«
Licence pro », l'arnaque du Troisième
Millénaire
Une fois de plus, nos gouvernants, avec l'aide du
MEDEF (ex-CNPF), ont trouvé la panacée
contre le chômage et les problèmes d'insertion
dans le monde du travail. Après le CIP, après
les stages diplômant, voici les licences professionnelles.
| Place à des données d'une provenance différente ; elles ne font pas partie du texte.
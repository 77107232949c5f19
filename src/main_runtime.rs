use tracing_subscriber::EnvFilter;

use rlboard::config::LoggingConfig;

/// Filter used when `RUST_LOG` is unset: dependencies at `base`, this crate at `logging.level`
fn default_filter(base: &str, logging: &LoggingConfig) -> String {
    format!("{base},rlboard={}", logging.level)
}

/// Console logging plus a daily file under `RLBOARD_LOG_DIR` (or `LOG_DIR`) when writable
pub fn init_logging(logging: &LoggingConfig) {
    use tracing_subscriber::layer::SubscriberExt;
    use tracing_subscriber::util::SubscriberInitExt;

    let filter = EnvFilter::try_from_default_env()
        .unwrap_or_else(|_| EnvFilter::new(default_filter("info", logging)));

    let log_dir = std::env::var("RLBOARD_LOG_DIR").or_else(|_| std::env::var("LOG_DIR")).ok();

    // `tracing_appender::rolling::daily` panics if it can't create the initial
    // log file, so writability is checked first.
    let file_layer = log_dir.as_deref().and_then(|dir| {
        if std::fs::create_dir_all(dir).is_err() {
            eprintln!("Warning: Could not create log directory {dir}, file logging disabled");
            return None;
        }
        let probe = std::path::Path::new(dir).join(".rlboard_write_test");
        match std::fs::OpenOptions::new().create(true).append(true).open(&probe) {
            Ok(_) => {
                let _ = std::fs::remove_file(&probe);

                let file_appender = tracing_appender::rolling::daily(dir, "rlboard.log");
                let (non_blocking, guard) = tracing_appender::non_blocking(file_appender);
                // Lives for the rest of the process
                Box::leak(Box::new(guard));

                Some(
                    tracing_subscriber::fmt::layer()
                        .with_writer(non_blocking)
                        .with_ansi(false)
                        .with_target(true),
                )
            }
            Err(e) => {
                eprintln!("Warning: Could not write to log directory {dir} ({e}), file logging disabled");
                None
            }
        }
    });

    let (console_text, console_json) = if logging.json {
        (
            None,
            Some(tracing_subscriber::fmt::layer().json().with_target(true).with_writer(std::io::stderr)),
        )
    } else {
        (
            Some(
                tracing_subscriber::fmt::layer()
                    .with_target(true)
                    .with_thread_ids(false)
                    .with_file(false)
                    .with_line_number(false)
                    .with_writer(std::io::stderr),
            ),
            None,
        )
    };

    let file_logging_enabled = file_layer.is_some();
    tracing_subscriber::registry()
        .with(filter)
        .with(console_text)
        .with(console_json)
        .with(file_layer)
        .init();

    if let (true, Some(dir)) = (file_logging_enabled, log_dir) {
        eprintln!("Logging to: {dir}/rlboard.log");
    }
}

/// Minimal logging for short CLI commands
pub fn init_logging_simple(logging: &LoggingConfig) {
    let filter = EnvFilter::try_from_default_env()
        .unwrap_or_else(|_| EnvFilter::new(default_filter("warn", logging)));
    let _ = tracing_subscriber::fmt()
        .with_env_filter(filter)
        .with_writer(std::io::stderr)
        .try_init();
}

#[cfg(test)]
mod tests {
    use super::*;

    #[test]
    fn test_default_filter_follows_configured_level() {
        let logging = LoggingConfig {
            level: "trace".to_string(),
            json: false,
        };
        assert_eq!(default_filter("info", &logging), "info,rlboard=trace");
        assert_eq!(default_filter("warn", &LoggingConfig::default()), "warn,rlboard=info");
        assert!(EnvFilter::try_new(default_filter("info", &logging)).is_ok());
    }
}
//! Backtest report and live-session records

use serde::{Deserialize, Serialize};
use std::fmt;

#[derive(Debug, Clone, Copy, PartialEq, Eq, Hash, Serialize, Deserialize)]
#[serde(rename_all = "UPPERCASE")]
pub enum TradeAction {
    Buy,
    Sell,
    Short,
    Cover,
}

impl TradeAction {
    pub fn as_str(&self) -> &'static str {
        match self {
            TradeAction::Buy => "BUY",
            TradeAction::Sell => "SELL",
            TradeAction::Short => "SHORT",
            TradeAction::Cover => "COVER",
        }
    }
}

impl fmt::Display for TradeAction {
    fn fmt(&self, f: &mut fmt::Formatter<'_>) -> fmt::Result {
        write!(f, "{}", self.as_str())
    }
}

/// A closed backtest trade
#[derive(Debug, Clone, PartialEq, Serialize, Deserialize)]
#[serde(rename_all = "camelCase")]
pub struct Trade {
    pub id: u64,
    /// RFC 3339
    pub entry_time: String,
    pub exit_time: String,
    pub action: TradeAction,
    pub entry_price: f64,
    pub exit_price: f64,
    pub size: f64,
    /// Minutes
    pub duration: u64,
    pub pnl: f64,
    pub pnl_percent: f64,
    pub fees: f64,
}

#[derive(Debug, Clone, PartialEq, Serialize, Deserialize)]
#[serde(rename_all = "camelCase")]
pub struct BacktestMetrics {
    pub total_return: f64,
    pub total_return_percent: f64,
    pub annual_return: f64,
    pub win_rate: f64,
    pub sharpe_ratio: f64,
    pub sortino_ratio: f64,
    pub max_drawdown: f64,
    pub max_drawdown_percent: f64,
    pub calmar_ratio: f64,
    pub profit_factor: f64,
    pub total_trades: u64,
    pub winning_trades: u64,
    pub losing_trades: u64,
    pub avg_win: f64,
    pub avg_loss: f64,
    pub best_trade: f64,
    pub worst_trade: f64,
    /// Minutes
    pub avg_hold_time: f64,
}

#[derive(Debug, Clone, PartialEq, Serialize, Deserialize)]
#[serde(rename_all = "camelCase")]
pub struct EquityPoint {
    pub timestamp: i64,
    /// YYYY-MM-DD
    pub date: String,
    pub equity: f64,
    pub benchmark: f64,
    pub drawdown: f64,
    pub drawdown_percent: f64,
}

#[derive(Debug, Clone, PartialEq, Serialize, Deserialize)]
pub struct MonthlyReturn {
    pub year: i32,
    /// 1-12
    pub month: u32,
    #[serde(rename = "return")]
    pub return_pct: f64,
}

#[derive(Debug, Clone, PartialEq, Serialize, Deserialize)]
#[serde(rename_all = "camelCase")]
pub struct RollingMetric {
    pub timestamp: i64,
    pub date: String,
    pub sharpe: f64,
    pub max_drawdown: f64,
}

#[derive(Debug, Clone, PartialEq, Serialize, Deserialize)]
#[serde(rename_all = "camelCase")]
pub struct BaselineComparison {
    pub name: String,
    #[serde(rename = "return")]
    pub return_pct: f64,
    pub sharpe: f64,
    pub max_drawdown: f64,
    pub notes: String,
    #[serde(default)]
    pub is_best: bool,
    #[serde(default)]
    pub is_worst: bool,
}

/// Complete backtest report, replaced wholesale on every run
#[derive(Debug, Clone, PartialEq, Serialize, Deserialize)]
#[serde(rename_all = "camelCase")]
pub struct BacktestResult {
    pub id: String,
    pub experiment_id: String,
    pub experiment_name: String,
    pub checkpoint_id: String,
    pub start_date: String,
    pub end_date: String,
    pub run_at: String,
    pub metrics: BacktestMetrics,
    pub benchmark_metrics: BacktestMetrics,
    pub equity_curve: Vec<EquityPoint>,
    pub monthly_returns: Vec<MonthlyReturn>,
    pub rolling_metrics: Vec<RollingMetric>,
    pub trades: Vec<Trade>,
    pub baseline_comparisons: Vec<BaselineComparison>,
}

/// Trade list filter; `None` fields do not filter
#[derive(Debug, Clone, Copy, Default)]
pub struct TradeFilter {
    pub action: Option<TradeAction>,
    /// `Some(true)` keeps winners, `Some(false)` keeps losers; break-even trades match neither
    pub pnl_positive: Option<bool>,
}

/// Headline comparison of the model against its benchmark
#[derive(Debug, Clone, Copy, PartialEq, Serialize)]
#[serde(rename_all = "camelCase")]
pub struct SummaryStats {
    pub return_vs_benchmark: f64,
    pub sharpe_vs_benchmark: f64,
    pub drawdown_improvement: f64,
    pub outperformed: bool,
}

impl BacktestResult {
    pub fn filtered_trades(&self, filter: TradeFilter) -> Vec<&Trade> {
        self.trades
            .iter()
            .filter(|t| filter.action.map_or(true, |a| t.action == a))
            .filter(|t| match filter.pnl_positive {
                Some(true) => t.pnl > 0.0,
                Some(false) => t.pnl < 0.0,
                None => true,
            })
            .collect()
    }

    pub fn monthly_returns_for_year(&self, year: i32) -> Vec<&MonthlyReturn> {
        self.monthly_returns.iter().filter(|r| r.year == year).collect()
    }

    pub fn summary_stats(&self) -> SummaryStats {
        let m = &self.metrics;
        let b = &self.benchmark_metrics;
        SummaryStats {
            return_vs_benchmark: m.total_return_percent - b.total_return_percent,
            sharpe_vs_benchmark: m.sharpe_ratio - b.sharpe_ratio,
            drawdown_improvement: b.max_drawdown_percent - m.max_drawdown_percent,
            outperformed: m.total_return_percent > b.total_return_percent,
        }
    }
}

#[derive(Debug, Clone, Copy, PartialEq, Eq, Hash, Serialize, Deserialize)]
#[serde(rename_all = "lowercase")]
pub enum AlertType {
    Info,
    Warning,
    Success,
    Error,
}

impl AlertType {
    pub const ALL: [AlertType; 4] = [
        AlertType::Info,
        AlertType::Warning,
        AlertType::Success,
        AlertType::Error,
    ];
}

#[derive(Debug, Clone, PartialEq, Serialize, Deserialize)]
pub struct Alert {
    pub id: String,
    pub timestamp: String,
    #[serde(rename = "type")]
    pub kind: AlertType,
    pub message: String,
    pub read: bool,
}

#[derive(Debug, Clone, Copy, PartialEq, Eq, Hash, Serialize, Deserialize)]
#[serde(rename_all = "UPPERCASE")]
pub enum LiveAction {
    Buy,
    Sell,
}

#[derive(Debug, Clone, PartialEq, Serialize, Deserialize)]
#[serde(rename_all = "camelCase")]
pub struct LiveTrade {
    pub id: String,
    pub timestamp: String,
    pub action: LiveAction,
    pub price: f64,
    pub size: f64,
    pub pnl: f64,
    pub is_open: bool,
}

#[derive(Debug, Clone, Copy, PartialEq, Eq, Hash, Serialize, Deserialize)]
#[serde(rename_all = "lowercase")]
pub enum PositionSide {
    Long,
    Short,
    Flat,
}

impl PositionSide {
    fn sign(&self) -> f64 {
        match self {
            PositionSide::Long => 1.0,
            PositionSide::Short => -1.0,
            PositionSide::Flat => 0.0,
        }
    }
}

#[derive(Debug, Clone, PartialEq, Serialize, Deserialize)]
#[serde(rename_all = "camelCase")]
pub struct Position {
    pub symbol: String,
    pub side: PositionSide,
    pub size: f64,
    pub entry_price: f64,
    pub current_price: f64,
    #[serde(rename = "unrealizedPnL")]
    pub unrealized_pnl: f64,
    #[serde(rename = "unrealizedPnLPercent")]
    pub unrealized_pnl_percent: f64,
}

impl Position {
    pub fn mark_to_market(&mut self, price: f64) {
        let sign = self.side.sign();
        self.current_price = price;
        self.unrealized_pnl = (price - self.entry_price) * self.size * sign;
        self.unrealized_pnl_percent = if self.entry_price > 0.0 {
            (price - self.entry_price) / self.entry_price * 100.0 * sign
        } else {
            0.0
        };
    }
}

#[cfg(test)]
mod tests {
    use super::*;

    fn trade(id: u64, action: TradeAction, pnl: f64) -> Trade {
        Trade {
            id,
            entry_time: "2024-06-02T00:00:00Z".to_string(),
            exit_time: "2024-06-02T03:00:00Z".to_string(),
            action,
            entry_price: 42000.0,
            exit_price: 42100.0,
            size: 0.05,
            duration: 180,
            pnl,
            pnl_percent: 0.24,
            fees: 2.1,
        }
    }

    fn metrics(total_return_percent: f64, sharpe: f64, max_dd_pct: f64) -> BacktestMetrics {
        BacktestMetrics {
            total_return: 0.0,
            total_return_percent,
            annual_return: 0.0,
            win_rate: 0.0,
            sharpe_ratio: sharpe,
            sortino_ratio: 0.0,
            max_drawdown: 0.0,
            max_drawdown_percent: max_dd_pct,
            calmar_ratio: 0.0,
            profit_factor: 0.0,
            total_trades: 0,
            winning_trades: 0,
            losing_trades: 0,
            avg_win: 0.0,
            avg_loss: 0.0,
            best_trade: 0.0,
            worst_trade: 0.0,
            avg_hold_time: 0.0,
        }
    }

    fn result() -> BacktestResult {
        BacktestResult {
            id: "bt-1".to_string(),
            experiment_id: "exp-1".to_string(),
            experiment_name: "Test".to_string(),
            checkpoint_id: "ckpt".to_string(),
            start_date: "2024-06-01".to_string(),
            end_date: "2025-12-19".to_string(),
            run_at: "2025-12-19T00:00:00Z".to_string(),
            metrics: metrics(45.2, 1.87, -12.3),
            benchmark_metrics: metrics(38.0, 1.23, -18.5),
            equity_curve: Vec::new(),
            monthly_returns: vec![
                MonthlyReturn { year: 2024, month: 11, return_pct: 1.0 },
                MonthlyReturn { year: 2025, month: 1, return_pct: -2.0 },
            ],
            rolling_metrics: Vec::new(),
            trades: vec![
                trade(1, TradeAction::Buy, 10.0),
                trade(2, TradeAction::Short, -4.0),
                trade(3, TradeAction::Buy, -1.0),
                trade(4, TradeAction::Buy, 0.0),
            ],
            baseline_comparisons: Vec::new(),
        }
    }

    #[test]
    fn test_filtered_trades() {
        let r = result();
        assert_eq!(r.filtered_trades(TradeFilter::default()).len(), 4);

        let buys = r.filtered_trades(TradeFilter {
            action: Some(TradeAction::Buy),
            pnl_positive: None,
        });
        assert_eq!(buys.len(), 3);

        let losing_buys = r.filtered_trades(TradeFilter {
            action: Some(TradeAction::Buy),
            pnl_positive: Some(false),
        });
        assert_eq!(losing_buys.iter().map(|t| t.id).collect::<Vec<_>>(), vec![3]);
    }

    #[test]
    fn test_summary_stats() {
        let stats = result().summary_stats();
        assert!((stats.return_vs_benchmark - 7.2).abs() < 1e-9);
        assert!((stats.drawdown_improvement - (-6.2)).abs() < 1e-9);
        assert!(stats.outperformed);
    }

    #[test]
    fn test_monthly_returns_for_year() {
        let r = result();
        assert_eq!(r.monthly_returns_for_year(2025).len(), 1);
        assert!(r.monthly_returns_for_year(2023).is_empty());
    }

    #[test]
    fn test_position_mark_to_market() {
        let mut position = Position {
            symbol: "BTCUSDT".to_string(),
            side: PositionSide::Long,
            size: 0.05,
            entry_price: 42300.0,
            current_price: 42300.0,
            unrealized_pnl: 0.0,
            unrealized_pnl_percent: 0.0,
        };
        position.mark_to_market(42500.0);
        assert!((position.unrealized_pnl - 10.0).abs() < 1e-9);
        assert!(position.unrealized_pnl_percent > 0.0);
    }
}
Et, à y regarder de plus près, ce diplôme
miracle apparaît une fois de plus douteux.
Diplôme National ?
Cette « licence » nous est présentée
comme un diplôme national à Bac+3. Mais
le ministère a maintenu jusqu'au vote au Conseil
National de l'Enseignement Supérieur et de
la Recherche (CNESER) une opposition catégorique
à tout cadrage horaire. Comment celui-ci peut-il
prétendre créer un diplôme réellement
national alors que le volume horaire sera décidé
localement ? Mais, plus fort encore, ces licences
à mentions « nationales » sont
créées localement. On peut donc se retrouver
avec « sa » licence nationale qui n'existe
que dans une université.
Une grande partie de la formation est contrôlée
par les entreprises. Le stage dure entre 12 et 16
semaines, c'est-à-dire un semestre. De plus,
le projet tutoré représente au moins
un quart du volume de la formation, hors stage. Cela
revient donc à dire que la partie enseignement
est réduite à la portion congrue, surtout
qu'il est prévu des remises à niveau
pour des publics venus d'horizons différents.
Enfin, quelle peut être la reconnaissance d'un
tel diplôme dont le jury est composé
pour au moins un quart et jusqu'à la moitié
de « professionnels » ? La finalité
locale et le contrôle par le patronat sont ici
encore plus marqués.
Dire que la licence professionnelle est un réel
diplôme est plus que douteux. Par conséquent,
ce diplôme risque fort de remettre en cause
l'organisation des formations et leur reconnaissance.
Casse de la reconnaissance des diplôme
Pour comprendre l'orientation du ministère,
pas besoin de chercher très loin. Celui-ci
précise lui-même ses orientations dans
le rapport de présentation de la licence professionnelle
qui reprend les déclarations de la Sorbonne
(25 mai 1998) et de Bologne (19 juin 1999) : «
Adoption d'un système qui se fonde essentiellement
sur deux cursus, avant et après la licence...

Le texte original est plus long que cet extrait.